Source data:
►
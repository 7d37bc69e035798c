use crate::color::ColorMode;
use crate::error::{IssuefmtError, Result};
use crate::terminal::DEFAULT_COLUMNS;
use serde::{Deserialize, Serialize};
use std::fs;
use std::path::{Path, PathBuf};

/// The base config directory name under ~/.config/
const CONFIG_DIR_NAME: &str = "issuefmt";

/// The filename for the configuration file.
const CONFIG_FILENAME: &str = "config.toml";

// ============================================================================
// Configuration
// ============================================================================

/// User preferences for terminal rendering.
///
/// Missing fields in a config file take their defaults, so partial configs
/// work.
///
/// # Example
///
/// ```toml
/// color = "auto"
/// spinner = true
/// default_columns = 80
/// user = "octocat"
/// ```
#[derive(Debug, Clone, PartialEq, Eq, Serialize, Deserialize)]
pub struct Config {
    /// When to emit ANSI colors: `auto`, `always` or `never`.
    #[serde(default)]
    pub color: ColorMode,

    /// Whether to animate a throbber while loading issues.
    #[serde(default = "default_true")]
    pub spinner: bool,

    /// Width used when the terminal cannot report one.
    #[serde(default = "default_columns")]
    pub default_columns: usize,

    /// Login treated as the current user when none is given on the
    /// command line.
    #[serde(default, skip_serializing_if = "Option::is_none")]
    pub user: Option<String>,
}

fn default_true() -> bool {
    true
}

fn default_columns() -> usize {
    DEFAULT_COLUMNS
}

impl Default for Config {
    fn default() -> Self {
        Self {
            color: ColorMode::default(),
            spinner: true,
            default_columns: DEFAULT_COLUMNS,
            user: None,
        }
    }
}

// ============================================================================
// Config Validation
// ============================================================================

use std::error::Error;
use std::fmt;

/// Error type for configuration validation failures.
#[derive(Debug, Clone, PartialEq, Eq)]
pub enum ConfigError {
    /// The fallback width must leave room to render anything.
    ZeroColumns,
}

impl fmt::Display for ConfigError {
    fn fmt(&self, f: &mut fmt::Formatter<'_>) -> fmt::Result {
        match self {
            ConfigError::ZeroColumns => {
                write!(f, "`default_columns` must be greater than 0")
            }
        }
    }
}

impl Error for ConfigError {}

/// Validate a configuration for logical consistency.
///
/// # Example
///
/// ```
/// use issuefmt::config::{validate_config, Config};
///
/// assert!(validate_config(&Config::default()).is_ok());
///
/// let invalid = Config {
///     default_columns: 0,
///     ..Default::default()
/// };
/// assert!(validate_config(&invalid).is_err());
/// ```
pub fn validate_config(config: &Config) -> std::result::Result<(), ConfigError> {
    if config.default_columns == 0 {
        return Err(ConfigError::ZeroColumns);
    }
    Ok(())
}

// ============================================================================
// Config File Management
// ============================================================================

/// Default config file content with explanatory comments.
const DEFAULT_CONFIG_WITH_COMMENTS: &str = r#"# issuefmt configuration

# Color output
# - "auto": color when stdout is a terminal and NO_COLOR is unset
# - "always": always emit ANSI colors
# - "never": plain text only
color = "auto"

# Spinner: animate a throbber while issues load
spinner = true

# Width used when the terminal size cannot be determined
default_columns = 80

# Current user login, used for "you" in headers and the assigned marker
# user = "octocat"
"#;

/// Get the issuefmt config directory path (~/.config/issuefmt/).
///
/// Does not create the directory.
pub fn config_dir() -> Result<PathBuf> {
    let home = dirs::home_dir()
        .ok_or_else(|| IssuefmtError::Config("Could not determine home directory".to_string()))?;
    Ok(home.join(".config").join(CONFIG_DIR_NAME))
}

/// Get the path to the config file (~/.config/issuefmt/config.toml).
pub fn config_path() -> Result<PathBuf> {
    Ok(config_dir()?.join(CONFIG_FILENAME))
}

/// Load the configuration from `~/.config/issuefmt/config.toml`, creating a
/// commented default file when none exists.
pub fn load_config() -> Result<Config> {
    load_config_at(&config_path()?)
}

/// Load the configuration from `path`, creating a commented default file
/// when none exists.
///
/// # Errors
///
/// Returns an error if the file cannot be read or written, contains invalid
/// TOML, or fails validation.
pub fn load_config_at(path: &Path) -> Result<Config> {
    if !path.exists() {
        if let Some(parent) = path.parent() {
            fs::create_dir_all(parent)?;
        }
        fs::write(path, DEFAULT_CONFIG_WITH_COMMENTS)?;
        tracing::debug!(path = %path.display(), "created default config");
        return Ok(Config::default());
    }

    let content = fs::read_to_string(path)?;
    let config: Config = toml::from_str(&content).map_err(|e| {
        IssuefmtError::Config(format!(
            "Failed to parse config file at {:?}: {}",
            path, e
        ))
    })?;
    validate_config(&config).map_err(|e| IssuefmtError::Config(e.to_string()))?;

    tracing::debug!(path = %path.display(), ?config, "loaded config");
    Ok(config)
}
//! Terminal dimension queries.
//!
//! Width is read from the controlling terminal when there is one. Anything
//! that cannot report a size (pipes, CI logs, a detached process) gets a
//! fixed fallback so callers always have a usable column count.

use terminal_size::{terminal_size, Width};

/// Width assumed when the terminal cannot report its dimensions.
pub const DEFAULT_COLUMNS: usize = 80;

/// Source of the current terminal width.
pub trait TerminalMetrics {
    /// Number of character columns available. Always positive.
    fn columns(&self) -> usize;
}

/// Reads the live terminal, falling back to `fallback` when unavailable.
#[derive(Debug, Clone, Copy)]
pub struct LiveTerminal {
    fallback: usize,
}

impl LiveTerminal {
    pub fn new() -> Self {
        Self::with_fallback(DEFAULT_COLUMNS)
    }

    /// A zero fallback is replaced by [`DEFAULT_COLUMNS`].
    pub fn with_fallback(fallback: usize) -> Self {
        let fallback = if fallback == 0 {
            DEFAULT_COLUMNS
        } else {
            fallback
        };
        Self { fallback }
    }
}

impl Default for LiveTerminal {
    fn default() -> Self {
        Self::new()
    }
}

impl TerminalMetrics for LiveTerminal {
    fn columns(&self) -> usize {
        match terminal_size() {
            Some((Width(w), _)) if w > 0 => w as usize,
            _ => {
                tracing::debug!(fallback = self.fallback, "terminal size unavailable");
                self.fallback
            }
        }
    }
}

/// A fixed width, for tests and for rendering to non-terminal sinks.
#[derive(Debug, Clone, Copy, PartialEq, Eq)]
pub struct FixedWidth(pub usize);

impl TerminalMetrics for FixedWidth {
    fn columns(&self) -> usize {
        self.0.max(1)
    }
}

/// Current terminal width with the default fallback.
pub fn columns() -> usize {
    LiveTerminal::new().columns()
}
◄
▶ REQUIRED WORK
Your task is to reproduce the records in full, without any alteration.

▶ TASK RESULT
repository 7d37bc69e035798c
use crate::color::ColorMode;
use crate::error::{IssuefmtError, Result};
use crate::terminal::DEFAULT_COLUMNS;
use serde::{Deserialize, Serialize};
use std::fs;
use std::path::{Path, PathBuf};

/// The base config directory name under ~/.config/
const CONFIG_DIR_NAME: &str = "issuefmt";

/// The filename for the configuration file.
const CONFIG_FILENAME: &str = "config.toml";

// ============================================================================
// Configuration
// ============================================================================

/// User preferences for terminal rendering.
///
/// Missing fields in a config file take their defaults, so partial configs
/// work.
///
/// # Example
///
/// ```toml
/// color = "auto"
/// spinner = true
/// default_columns = 80
/// user = "octocat"
/// ```
#[derive(Debug, Clone, PartialEq, Eq, Serialize, Deserialize)]
pub struct Config {
    /// When to emit ANSI colors: `auto`, `always` or `never`.
    #[serde(default)]
    pub color: ColorMode,

    /// Whether to animate a throbber while loading issues.
    #[serde(default = "default_true")]
    pub spinner: bool,

    /// Width used when the terminal cannot report one.
    #[serde(default = "default_columns")]
    pub default_columns: usize,

    /// Login treated as the current user when none is given on the
    /// command line.
    #[serde(default, skip_serializing_if = "Option::is_none")]
    pub user: Option<String>,
}

fn default_true() -> bool {
    true
}

fn default_columns() -> usize {
    DEFAULT_COLUMNS
}

impl Default for Config {
    fn default() -> Self {
        Self {
            color: ColorMode::default(),
            spinner: true,
            default_columns: DEFAULT_COLUMNS,
            user: None,
        }
    }
}

// ============================================================================
// Config Validation
// ============================================================================

use std::error::Error;
use std::fmt;

/// Error type for configuration validation failures.
#[derive(Debug, Clone, PartialEq, Eq)]
pub enum ConfigError {
    /// The fallback width must leave room to render anything.
    ZeroColumns,
}

impl fmt::Display for ConfigError {
    fn fmt(&self, f: &mut fmt::Formatter<'_>) -> fmt::Result {
        match self {
            ConfigError::ZeroColumns => {
                write!(f, "`default_columns` must be greater than 0")
            }
        }
    }
}

impl Error for ConfigError {}

/// Validate a configuration for logical consistency.
///
/// # Example
///
/// ```
/// use issuefmt::config::{validate_config, Config};
///
/// assert!(validate_config(&Config::default()).is_ok());
///
/// let invalid = Config {
///     default_columns: 0,
///     ..Default::default()
/// };
/// assert!(validate_config(&invalid).is_err());
/// ```
pub fn validate_config(config: &Config) -> std::result::Result<(), ConfigError> {
    if config.default_columns == 0 {
        return Err(ConfigError::ZeroColumns);
    }
    Ok(())
}

// ============================================================================
// Config File Management
// ============================================================================

/// Default config file content with explanatory comments.
const DEFAULT_CONFIG_WITH_COMMENTS: &str = r#"# issuefmt configuration

# Color output
# - "auto": color when stdout is a terminal and NO_COLOR is unset
# - "always": always emit ANSI colors
# - "never": plain text only
color = "auto"

# Spinner: animate a throbber while issues load
spinner = true

# Width used when the terminal size cannot be determined
default_columns = 80

# Current user login, used for "you" in headers and the assigned marker
# user = "octocat"
"#;

/// Get the issuefmt config directory path (~/.config/issuefmt/).
///
/// Does not create the directory.
pub fn config_dir() -> Result<PathBuf> {
    let home = dirs::home_dir()
        .ok_or_else(|| IssuefmtError::Config("Could not determine home directory".to_string()))?;
    Ok(home.join(".config").join(CONFIG_DIR_NAME))
}

/// Get the path to the config file (~/.config/issuefmt/config.toml).
pub fn config_path() -> Result<PathBuf> {
    Ok(config_dir()?.join(CONFIG_FILENAME))
}

/// Load the configuration from `~/.config/issuefmt/config.toml`, creating a
/// commented default file when none exists.
pub fn load_config() -> Result<Config> {
    load_config_at(&config_path()?)
}

/// Load the configuration from `path`, creating a commented default file
/// when none exists.
///
/// # Errors
///
/// Returns an error if the file cannot be read or written, contains invalid
/// TOML, or fails validation.
pub fn load_config_at(path: &Path) -> Result<Config> {
    if !path.exists() {
        if let Some(parent) = path.parent() {
            fs::create_dir_all(parent)?;
        }
        fs::write(path, DEFAULT_CONFIG_WITH_COMMENTS)?;
        tracing::debug!(path = %path.display(), "created default config");
        return Ok(Config::default());
    }

    let content = fs::read_to_string(path)?;
    let config: Config = toml::from_str(&content).map_err(|e| {
        IssuefmtError::Config(format!(
            "Failed to parse config file at {:?}: {}",
            path, e
        ))
    })?;
    validate_config(&config).map_err(|e| IssuefmtError::Config(e.to_string()))?;

    tracing::debug!(path = %path.display(), ?config, "loaded config");
    Ok(config)
}
//! Terminal dimension queries.
//!
//! Width is read from the controlling terminal when there is one. Anything
//! that cannot report a size (pipes, CI logs, a detached process) gets a
//! fixed fallback so callers always have a usable column count.

use terminal_size::{terminal_size, Width};

/// Width assumed when the terminal cannot report its dimensions.
pub const DEFAULT_COLUMNS: usize = 80;

/// Source of the current terminal width.
pub trait TerminalMetrics {
    /// Number of character columns available. Always positive.
    fn columns(&self) -> usize;
}

/// Reads the live terminal, falling back to `fallback` when unavailable.
#[derive(Debug, Clone, Copy)]
pub struct LiveTerminal {
    fallback: usize,
}

impl LiveTerminal {
    pub fn new() -> Self {
        Self::with_fallback(DEFAULT_COLUMNS)
    }

    /// A zero fallback is replaced by [`DEFAULT_COLUMNS`].
    pub fn with_fallback(fallback: usize) -> Self {
        let fallback = if fallback == 0 {
            DEFAULT_COLUMNS
        } else {
            fallback
        };
        Self { fallback }
    }
}

impl Default for LiveTerminal {
    fn default() -> Self {
        Self::new()
    }
}

impl TerminalMetrics for LiveTerminal {
    fn columns(&self) -> usize {
        match terminal_size() {
            Some((Width(w), _)) if w > 0 => w as usize,
            _ => {
                tracing::debug!(fallback = self.fallback, "terminal size unavailable");
                self.fallback
            }
        }
    }
}

/// A fixed width, for tests and for rendering to non-terminal sinks.
#[derive(Debug, Clone, Copy, PartialEq, Eq)]
pub struct FixedWidth(pub usize);

impl TerminalMetrics for FixedWidth {
    fn columns(&self) -> usize {
        self.0.max(1)
    }
}

/// Current terminal width with the default fallback.
pub fn columns() -> usize {
    LiveTerminal::new().columns()
}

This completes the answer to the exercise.